Find the lines below in which the string "exports" occurs. Copy each one.
── Information
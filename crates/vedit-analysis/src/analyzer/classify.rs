//! Expression, identifier and member-access classification.

use std::path::Path;

use super::{Analyzer, ExportInfo, TraceState};
use crate::config::ResolveResult;
use crate::model::{
    Binding, Declarator, Expr, ExprKind, ExportTarget, FrameId, ImportId, ImportKind,
    ModuleModel, Site,
};
use crate::provenance::{ArrayContext, Provenance, SourceType, ValueType};

/// Hooks whose results are component state.
pub const STATE_HOOKS: &[&str] = &["useState", "useReducer", "useContext", "useMemo", "useCallback"];

impl Analyzer {
    /// Classify an expression embedded in markup at `site`.
    pub fn classify_expression(&mut self, model: &ModuleModel, expr: &Expr, site: &Site) -> Provenance {
        self.classify_expr_in(model, expr, site, &mut TraceState::default())
    }

    pub fn classify_identifier(&mut self, model: &ModuleModel, name: &str, site: &Site) -> Provenance {
        self.classify_ident_in(model, name, site, false, &mut TraceState::default())
    }

    /// Classify `a.b.c` by its root, attaching the property path.
    pub fn classify_member_access(&mut self, model: &ModuleModel, expr: &Expr, site: &Site) -> Provenance {
        self.classify_member_in(model, expr, site, false, &mut TraceState::default())
    }

    /// Context of the iteration `frame`, when its callback takes a plain
    /// item parameter.
    pub fn array_iteration_context(&mut self, model: &ModuleModel, frame: FrameId) -> Option<ArrayContext> {
        self.array_context_in(model, frame, &mut TraceState::default())
    }

    /// Initializer shape of `name` as exported from `path`, following
    /// re-exports up to the depth cap.
    pub fn export_info(&mut self, path: &Path, name: &str) -> Option<ExportInfo> {
        self.export_info_at(path, name, 0)
    }

    pub(crate) fn classify_expr_in(
        &mut self,
        model: &ModuleModel,
        expr: &Expr,
        site: &Site,
        trace: &mut TraceState,
    ) -> Provenance {
        match &expr.kind {
            ExprKind::Ident(name) => self.classify_ident_in(model, name, site, false, trace),
            ExprKind::Member { .. } => self.classify_member_in(model, expr, site, false, trace),
            ExprKind::Call { .. }
            | ExprKind::Conditional
            | ExprKind::Logical
            | ExprKind::Binary => Provenance::new(SourceType::Computed),
            ExprKind::Template { .. } => Provenance::new(SourceType::Template),
            _ => Provenance::unknown(),
        }
    }

    pub(crate) fn classify_ident_in(
        &mut self,
        model: &ModuleModel,
        name: &str,
        site: &Site,
        skip_array: bool,
        trace: &mut TraceState,
    ) -> Provenance {
        let Some(binding) = model.lookup(site.scope, name) else {
            return Provenance::external(name);
        };

        if !skip_array {
            if let Some(context) = self.item_context(model, site, name, trace) {
                return Provenance::array_item(context, None);
            }
        }

        match binding {
            Binding::Param {
                destructured,
                callback,
            } => {
                if *destructured || !*callback {
                    self.classify_prop(model, name, site, trace)
                } else {
                    Provenance::named(SourceType::Unknown, name)
                }
            }
            Binding::Var { declarator, destructured } => match model.declarator(*declarator) {
                Some(decl) => classify_declarator(model, decl, name, *destructured),
                None => Provenance::named(SourceType::Unknown, name),
            },
            Binding::Import { import, specifier } => {
                self.classify_import(model, *import, *specifier, name)
            }
            Binding::Function(_) | Binding::Class(_) => Provenance::named(SourceType::Unknown, name),
        }
    }

    pub(crate) fn classify_member_in(
        &mut self,
        model: &ModuleModel,
        expr: &Expr,
        site: &Site,
        skip_array: bool,
        trace: &mut TraceState,
    ) -> Provenance {
        let path = expr.property_path();
        let Some(root) = expr.member_root().ident() else {
            return Provenance::unknown().with_path(path);
        };

        if !skip_array {
            if let Some(context) = self.item_context(model, site, root, trace) {
                return Provenance::array_item(context, None).with_path(path);
            }
        }

        self.classify_ident_in(model, root, site, true, trace)
            .with_path(path)
    }

    /// Context of the innermost enclosing iteration whose item parameter is
    /// `name`.
    fn item_context(
        &mut self,
        model: &ModuleModel,
        site: &Site,
        name: &str,
        trace: &mut TraceState,
    ) -> Option<ArrayContext> {
        let mut current = site.frame;
        while let Some(id) = current {
            let frame = model.frames.get(id)?;
            if frame.item_param.as_deref() == Some(name) {
                return self.array_context_in(model, id, trace);
            }
            current = frame.site.frame;
        }
        None
    }

    pub(crate) fn array_context_in(
        &mut self,
        model: &ModuleModel,
        frame: FrameId,
        trace: &mut TraceState,
    ) -> Option<ArrayContext> {
        let frame = model.frames.get(frame)?;
        let item_param = frame.item_param.clone()?;

        let (info, is_editable) = match &frame.array.kind {
            ExprKind::Ident(name) => {
                let info = self.classify_ident_in(model, name, &frame.site, true, trace);
                let editable = info.is_editable && info.value_type == Some(ValueType::Array);
                (Some(info), editable)
            }
            // Arrays nested in objects are never editable in place
            ExprKind::Member { .. } => (
                Some(self.classify_member_in(model, &frame.array, &frame.site, true, trace)),
                false,
            ),
            _ => (None, false),
        };

        Some(ArrayContext {
            array_var: info.as_ref().and_then(|i| i.var_name.clone()),
            array_file: info.as_ref().and_then(|i| i.file.clone()),
            abs_file: info.as_ref().and_then(|i| i.abs_file.clone()),
            array_line: info.as_ref().and_then(|i| i.line),
            item_param,
            index_param: frame.index_param.clone(),
            is_editable,
            source_type: info.map(|i| i.source_type),
        })
    }

    /// A component parameter: report the traced origin when it is editable.
    fn classify_prop(
        &mut self,
        model: &ModuleModel,
        name: &str,
        site: &Site,
        trace: &mut TraceState,
    ) -> Provenance {
        let traced = match &site.owner {
            Some(component) => self.trace_in(model, name, component, trace),
            None => None,
        };

        match traced {
            Some(traced) if traced.is_editable => Provenance {
                var_name: traced.var_name.clone(),
                prop_name: Some(name.to_string()),
                file: traced.file.clone(),
                abs_file: traced.abs_file.clone(),
                line: traced.line,
                path: traced.path.clone(),
                value_type: traced.value_type,
                is_editable: true,
                array_context: traced.array_context.clone(),
                traced_from: Some(Box::new(traced)),
                ..Provenance::new(SourceType::Prop)
            },
            _ => Provenance::named(SourceType::Prop, name),
        }
    }

    fn classify_import(
        &mut self,
        model: &ModuleModel,
        import: ImportId,
        specifier: usize,
        name: &str,
    ) -> Provenance {
        let Some((entry, spec)) = model.import(import, specifier) else {
            return Provenance::external(name);
        };
        let Some(export) = spec.kind.export_name() else {
            return Provenance::named(SourceType::Unknown, name);
        };
        if !self.config.is_first_party(&entry.source) {
            return Provenance::external(name);
        }
        let ResolveResult::Local(path) = self.resolver.resolve(&entry.source, &model.path) else {
            return Provenance::external(name);
        };

        let info = self.export_info(&path, export);
        let var_name = match (&info, &spec.kind) {
            (Some(info), _) => info.local_name.clone(),
            (None, ImportKind::Named(export)) => export.clone(),
            (None, _) => name.to_string(),
        };
        Provenance {
            var_name: Some(var_name),
            file: Some(entry.source.clone()),
            abs_file: Some(info.as_ref().map_or(path, |i| i.file.clone())),
            line: info.as_ref().and_then(|i| i.line),
            value_type: info.as_ref().and_then(|i| i.value_type),
            is_editable: info.as_ref().is_some_and(|i| i.is_editable),
            ..Provenance::new(SourceType::StaticImported)
        }
    }

    pub(crate) fn export_info_at(&mut self, path: &Path, name: &str, depth: usize) -> Option<ExportInfo> {
        let key = (path.to_path_buf(), name.to_string());
        if let Some(cached) = self.exports.get(&key) {
            return cached.clone();
        }
        if self.config.max_depth.exceeded(depth) {
            return None;
        }
        // Provisional entry so import cycles terminate
        self.exports.insert(key.clone(), None);

        let model = self.modules.get_or_load(path)?;
        let info = match model.export(name).map(|e| e.target.clone()) {
            Some(ExportTarget::Local(local)) => self.binding_export_info(&model, &local, depth),
            Some(ExportTarget::ReExport { source, imported }) => {
                match self.resolver.resolve(&source, path) {
                    ResolveResult::Local(next) => self.export_info_at(&next, &imported, depth + 1),
                    _ => None,
                }
            }
            Some(ExportTarget::DefaultExpr { .. }) | None => None,
        };
        self.exports.insert(key, info.clone());
        info
    }

    fn binding_export_info(&mut self, model: &ModuleModel, local: &str, depth: usize) -> Option<ExportInfo> {
        match model.module_binding(local)? {
            Binding::Var {
                declarator,
                destructured: false,
            } => model.declarator(*declarator).map(|decl| declarator_info(model, decl)),
            Binding::Import { import, specifier } => {
                let (entry, spec) = model.import(*import, *specifier)?;
                let export = spec.kind.export_name()?.to_string();
                let source = entry.source.clone();
                let next = self.resolver.resolve(&source, &model.path).into_local()?;
                self.export_info_at(&next, &export, depth + 1)
            }
            _ => None,
        }
    }
}

fn value_type_of(expr: Option<&Expr>) -> Option<ValueType> {
    match &expr?.kind {
        ExprKind::Str { .. } | ExprKind::Num { .. } => Some(ValueType::Literal),
        ExprKind::Array(_) => Some(ValueType::Array),
        ExprKind::Object(_) => Some(ValueType::Object),
        _ => None,
    }
}

fn declarator_info(model: &ModuleModel, decl: &Declarator) -> ExportInfo {
    let value_type = value_type_of(decl.init.as_ref());
    ExportInfo {
        file: model.path.clone(),
        local_name: decl.name.clone().unwrap_or_default(),
        line: Some(decl.line),
        value_type,
        is_editable: decl.is_const() && value_type.is_some(),
    }
}

fn classify_declarator(model: &ModuleModel, decl: &Declarator, name: &str, destructured: bool) -> Provenance {
    let init = decl.init.as_ref();
    if init
        .and_then(Expr::call_name)
        .is_some_and(|callee| STATE_HOOKS.contains(&callee))
    {
        return Provenance::named(SourceType::State, name);
    }

    match value_type_of(init) {
        Some(value_type) if decl.is_const() && !destructured => Provenance {
            abs_file: Some(model.path.clone()),
            line: Some(decl.line),
            value_type: Some(value_type),
            is_editable: true,
            ..Provenance::named(SourceType::StaticLocal, name)
        },
        _ => Provenance::named(SourceType::Unknown, name),
    }
}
────
Answer section
    /// re-exports up to the depth cap.
        if let Some(cached) = self.exports.get(&key) {
        self.exports.insert(key.clone(), None);
        self.exports.insert(key, info.clone());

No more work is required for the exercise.